Abstract

July’s edition of the Journal of Communication Inquiry is divided into three parts: original articles, book reviews, and invited essays. In the opening article, Rosemary Pennington uses the #MuslimWomensDay campaign as a case study to examine online (re)constructions of Muslim women’s identity. The goal of this campaign, which began at the end of Women’s History Month in 2017, was to make visible the stories and experiences of Muslim women. Pennington analyzed approximately 300 tweets to illustrate how contributors in Twitter used #MuslimWomensDay to “create a space where Muslim voices could be heard,” even as the stories of Muslims of color or lesbian, gay, bisexual, and transgender Muslims were largely ignored. Pennington notes that while the hashtag continues to be used, it is difficult to translate that “energy into action against Islamophobia outside social media.”
In an article titled “‘Your English Is Suspect’: Language, Communication, and the Pathologization of Nigerian Cyber Identity Through the Stylistic Imprints of Nigerian E-Mail Scams,” Farooq A. Kperogi investigates the structural, grammatical, stylistic, and idiomatic characteristics of Nigerian e-mail scam solicitations and how they shape perceptions of Nigerians in the Anglophone world. Kperogi foregrounds the interconnections between language and identity, noting that “language is inexorably constitutive and reflective of identity.” Texts, such as e-mails, are a key site for the production, negotiation, and articulation of digital identities. Through a discourse analysis of 55 sample e-mails, Kperogi demonstrates how the version of English popularized by fraud e-mail solicitations, commonly known as “419,” both export Nigerian English beyond Nigeria and “construct, even constrain, Nigerian identity in the Anglophone global consciousness.”
In “‘What a Loser That Guy Was’: Norm Macdonald’s Humorous Critique of the Romantic/Warrior Narrative,” Nicholas T. Iannarino describes and interprets a humorous narrative about colorectal cancer shared by comedian Norm Macdonald in a stand-up special. Iannarino begins his essay by describing the importance of illness narratives—stories that focus on, or are inspired by, “life-altering experience of illness.” Iannarino analyzes a story Macdonald tells about his uncle in order to demonstrate that the effective use of humor encourages audiences to reject the contemporary Western perspective that cancer patients must “wage a battle” to survive their ailment. In the final analysis, Iannarino demonstrates that “humor narratives” can be a useful vehicle for health advocacy, public education, social activism, and policy change.

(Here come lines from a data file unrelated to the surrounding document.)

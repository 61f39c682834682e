//! Defines the Tweenkit runtime task runner.
use std::future::Future;

use parking_lot::Mutex;
use tokio::sync::mpsc::{UnboundedReceiver, UnboundedSender};
use tokio::sync::OnceCell;
use tokio::task;
use tokio::task::JoinHandle;

use crate::errors::{Error, RuntimeError, Unknown};

/// Represents the result of a task.
/// A task may return either () or Result<(), Error> for flexibility which
/// will be converted to TaskResult sent to the runtime.
pub enum TaskResult {
    Ok,
    Err(Error),
}

/// Handle to a task spawned through [`run`]: abort it to stop the task early.
pub type TaskHandler = JoinHandle<Result<(), Error>>;

/// Globally accessible runtime transmitter(TX)/receiver(RX) (not initialised yet)
pub static RUNTIME_TX: OnceCell<Mutex<Option<UnboundedSender<UnboundedReceiver<TaskResult>>>>> =
    OnceCell::const_new();
pub static RUNTIME_RX: OnceCell<Mutex<Option<UnboundedReceiver<UnboundedReceiver<TaskResult>>>>> =
    OnceCell::const_new();

impl From<Result<(), Error>> for TaskResult {
    fn from(result: Result<(), Error>) -> Self {
        match result {
            Ok(_) => TaskResult::Ok,
            Err(e) => TaskResult::Err(e),
        }
    }
}

impl From<()> for TaskResult {
    fn from(_: ()) -> Self {
        TaskResult::Ok
    }
}

/// Initializes the global task channel used by the runtime.
///
/// Called by the `#[tweenkit::runtime]` and `#[tweenkit::test]` macros before the
/// function body runs.
pub async fn init_task_channel() {
    // If no receiver is configured, create a new one (with associated sender).
    RUNTIME_RX
        .get_or_init(|| async {
            let (tx, rx) = tokio::sync::mpsc::unbounded_channel::<UnboundedReceiver<TaskResult>>();

            // Set the runtime sender.
            RUNTIME_TX
                .get_or_init(|| async { Mutex::new(Some(tx)) })
                .await;

            // Set the runtime receiver.
            Mutex::new(Some(rx))
        })
        .await;
}

/// Runs a given future as a Tokio task while ensuring the main function (marked by
/// `#[tweenkit::runtime]`) will not finish before all running tasks are done.
/// This is done by using a globally accessible channel to communicate the handlers to be
/// waited on by the runtime.
///
/// # Parameters
/// * `future`: A future that implements `Future<Output = ()>`, `Send`, and has a `'static` lifetime.
///
/// # Errors
/// Returns an error if the sender is not initialized or if sending the task handle fails.
///
/// # Example
/// ```
/// use tweenkit::utils::task;
///
/// #[tweenkit::runtime]
/// async fn main() {
///     task::run(async move {
///         // whatever
///     }).unwrap();
/// }
/// ```
pub fn run<F, T>(future: F) -> Result<TaskHandler, Error>
where
    F: Future<Output = T> + Send + 'static,
    T: Into<TaskResult> + Send + 'static,
{
    // Create a transmitter(tx)/receiver(rx) unique to this task.
    let (task_tx, task_rx) = tokio::sync::mpsc::unbounded_channel();

    // --
    // Create a task to run our future: note how we capture the tx...
    let handler = task::spawn(async move {
        // ...to send the result of the future through that channel.
        let result = future.await.into();
        task_tx.send(result).map_err(|err| Unknown {
            info: err.to_string(),
        })?;
        Ok(())
    });

    // --
    // Send the receiver(rx) side of the task-channel to the runtime.

    let cell = RUNTIME_TX.get().ok_or(RuntimeError)?;
    let mut lock = cell.lock();
    let runtime_tx = lock.as_mut().ok_or(RuntimeError)?;

    runtime_tx.send(task_rx).map_err(|err| Unknown {
        info: err.to_string(),
    })?;

    Ok(handler)
}

/// Waits until every task spawned through [`run`] has completed.
///
/// Called by the `#[tweenkit::runtime]` and `#[tweenkit::test]` macros after the
/// function body runs. Failed tasks are reported on stderr, they do not abort the
/// runtime.
pub async fn wait_for_all_tasks() {
    let cell = match RUNTIME_RX.get() {
        Some(cell) => cell,
        None => return,
    };
    let mut lock = cell.lock();
    let receiver = match lock.as_mut() {
        Some(receiver) => receiver,
        None => return,
    };

    while receiver.len() > 0 {
        // We receive the task specific receiver.
        if let Some(mut task_receiver) = receiver.recv().await {
            // We receive the task result through that new receiver.
            if let Some(task_result) = task_receiver.recv().await {
                match task_result {
                    TaskResult::Ok => {}
                    TaskResult::Err(err) => eprintln!("Task failed: {:?}", err.to_string()),
                }
            }
        }
    }
}

#[macro_export]
macro_rules! pause {
    ($ms:expr) => {
        tokio::time::sleep(tokio::time::Duration::from_millis($ms as u64)).await
    };
}

#[macro_export]
macro_rules! pause_sync {
    ($ms:expr) => {
        std::thread::sleep(std::time::Duration::from_millis($ms as u64))
    };
}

Next, in “The Ancestral Room of the State? Scotland and the United Kingdom on Jamie’s Great Britain,” Francesco Buscemi uses semiotic analysis to study the ways in which the celebrity chef Jamie Oliver represents Scotland vis-à-vis the United Kingdom in his food travelogue Jamie’s Great Britain. The larger question that drives this work is how popular food television negotiates, supports, or challenges national identity. Drawing on the theories of Benedict Anderson, Pierre Bourdieu, and Homi Bhabha as well as cultural studies, Buscemi argues that “the national food travelogue Jamie’s Great Britain stereotypes Scotland as a land of ancestral habits and people” and totally ignores the contributions of immigrants since the 1800s.

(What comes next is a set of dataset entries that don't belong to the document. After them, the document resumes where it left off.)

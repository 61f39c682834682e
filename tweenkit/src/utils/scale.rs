/// Trait for mapping a value from one scale to another.
pub trait Scalable {
    /// Map a value from one scale to another.
    ///
    /// # Parameters
    /// * `self`:  the value to map
    /// * `from_low`:  the low end of the originating range
    /// * `from_high`:  the high end of the originating range
    /// * `to_low`:  the low end of the target range
    /// * `to_high`:  the high end of the target range
    ///
    /// # Returns
    /// The mapped value.
    fn scale(self, from_low: Self, from_high: Self, to_low: Self, to_high: Self) -> Self;
}

macro_rules! impl_from_scalable {
    ($($variant:ty),*) => {
        $(
            impl Scalable for $variant {
                fn scale(self, from_low: Self, from_high: Self, to_low: Self, to_high: Self) -> Self {
                    (self - from_low) * (to_high - to_low) / (from_high - from_low) + to_low
                }
            }
        )*
    };
}

// Tween math is float-only.
impl_from_scalable!(f32, f64);

#[cfg(test)]
mod tests {
    use super::Scalable;

    #[test]
    fn test_scale_f32() {
        assert!((0.5f32.scale(0.0, 1.0, 0.0, 100.0) - 50.0).abs() < f32::EPSILON);
        assert!((0.0f32.scale(0.0, 1.0, 0.0, 100.0) - 0.0).abs() < f32::EPSILON);
        assert!((1.0f32.scale(0.0, 1.0, 0.0, 100.0) - 100.0).abs() < f32::EPSILON);
        // Ranges may be inverted.
        assert!((0.25f32.scale(0.0, 1.0, 10.0, 0.0) - 7.5).abs() < f32::EPSILON);
    }

    #[test]
    fn test_scale_f64() {
        assert!((0.5f64.scale(0.0, 1.0, -1.0, 1.0) - 0.0).abs() < f64::EPSILON);
        assert!((0.0f64.scale(0.0, 2.0, 0.0, 100.0) - 0.0).abs() < f64::EPSILON);
        assert!((2.0f64.scale(0.0, 2.0, 0.0, 100.0) - 100.0).abs() < f64::EPSILON);
    }
}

In the book review section, Cristina Mislan reviewed Digital, Political, Radical by Natalie Fenton. Mislan notes that the book begins not from technological affordance and promises but from the need to understand the political. The book, Mislan says, offers scholars and students of social movement media a more nuanced understanding of contemporary forms of collective action by refocusing our “critical lenses on a politics of transformation in the field of media and communication studies.”

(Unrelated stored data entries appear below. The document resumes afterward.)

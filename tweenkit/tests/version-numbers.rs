#[test]
fn test_html_root_url() {
    version_sync::assert_html_root_url_updated!("src/lib.rs");
}

#[test]
fn test_readme_deps() {
    version_sync::assert_markdown_deps_updated!("../README.md");
}
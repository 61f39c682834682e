#![doc(html_root_url = "https://docs.rs/tweenkit/0.1.0")]

//! <h1 align="center">TWEENKIT - The Rust property tweening toolkit</h1>
//! <div style="text-align:center;font-style:italic;">Tweenkit is an open-source tweening engine for animating object properties over time - written in Rust.</div>
//! <br/>
//!
//! # Features
//!
//! **Tweenkit** is a Rust library that animates the properties of arbitrary objects
//! (position, rotation, scale, size, opacity) between two values over time, shaped
//! by an easing curve.
//!
//! - Describe an animation with a [`TweenDescriptor`](tweens::TweenDescriptor): bounds, duration, delay,
//!   [`Easing`](tweens::Easing) curve and [`LoopMode`](tweens::LoopMode)
//! - Play it deterministically through a [`TweenScheduler`](tweens::TweenScheduler), ticked by your own
//!   clock or by a runtime task at a fixed rate
//! - Attach a [`Tweener`](tweens::Tweener) to any [`Target`](targets::Target) for the full controller
//!   behaviour: play, stop, automatic return to the origin, events
//!
//! # Getting Started
//!
//! - Add the following to your `Cargo.toml`:
//! ```toml
//! [dependencies]
//! tweenkit = "0.1.0"
//! ```
//!
//! The following code demonstrates the simplest program we could imagine: slide a
//! panel 120 units to the right over half a second.
//! ```rust
//! use tweenkit::mocks::target::MockTarget;
//! use tweenkit::targets::TweenKind;
//! use tweenkit::tweens::{Easing, TweenScheduler, Tweener};
//! use tweenkit::utils::Vec3;
//!
//! let scheduler = TweenScheduler::default();
//! let panel = MockTarget::new();
//!
//! let slide = Tweener::new(&scheduler, panel.clone(), TweenKind::Move)
//!     .set_to(Vec3::new(120.0, 0.0, 0.0))
//!     .set_duration(0.5)
//!     .set_easing(Easing::QuadOut);
//!
//! slide.play().unwrap();
//!
//! // Advance time: the last tick lands exactly on the destination.
//! scheduler.tick(0.25);
//! scheduler.tick(0.25);
//! assert_eq!(panel.get_position(), Vec3::new(120.0, 0.0, 0.0));
//! ```
//!
//! # Feature flags
//!
//! - **serde** -- Enables serialize/deserialize capabilities for most entities.

#[cfg(test)]
extern crate self as tweenkit;

pub mod errors;
pub mod mocks;
pub mod targets;
pub mod tweens;
pub mod utils;

pub use tweenkit_macros::runtime;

Finally, in a review of TV Socialism, Marina Vujnovic describes how Anikó Imre examines televised entertainment genres during and after socialism in Eastern Europe to tell a “neglected” story about socialism. The fact that socialist television did not die with the socialist system itself demonstrates, as Vujnovic mentions, the enduring cultural power of television as an institution to continue to promote cultural, social, and even political values of systems beyond their expiration date.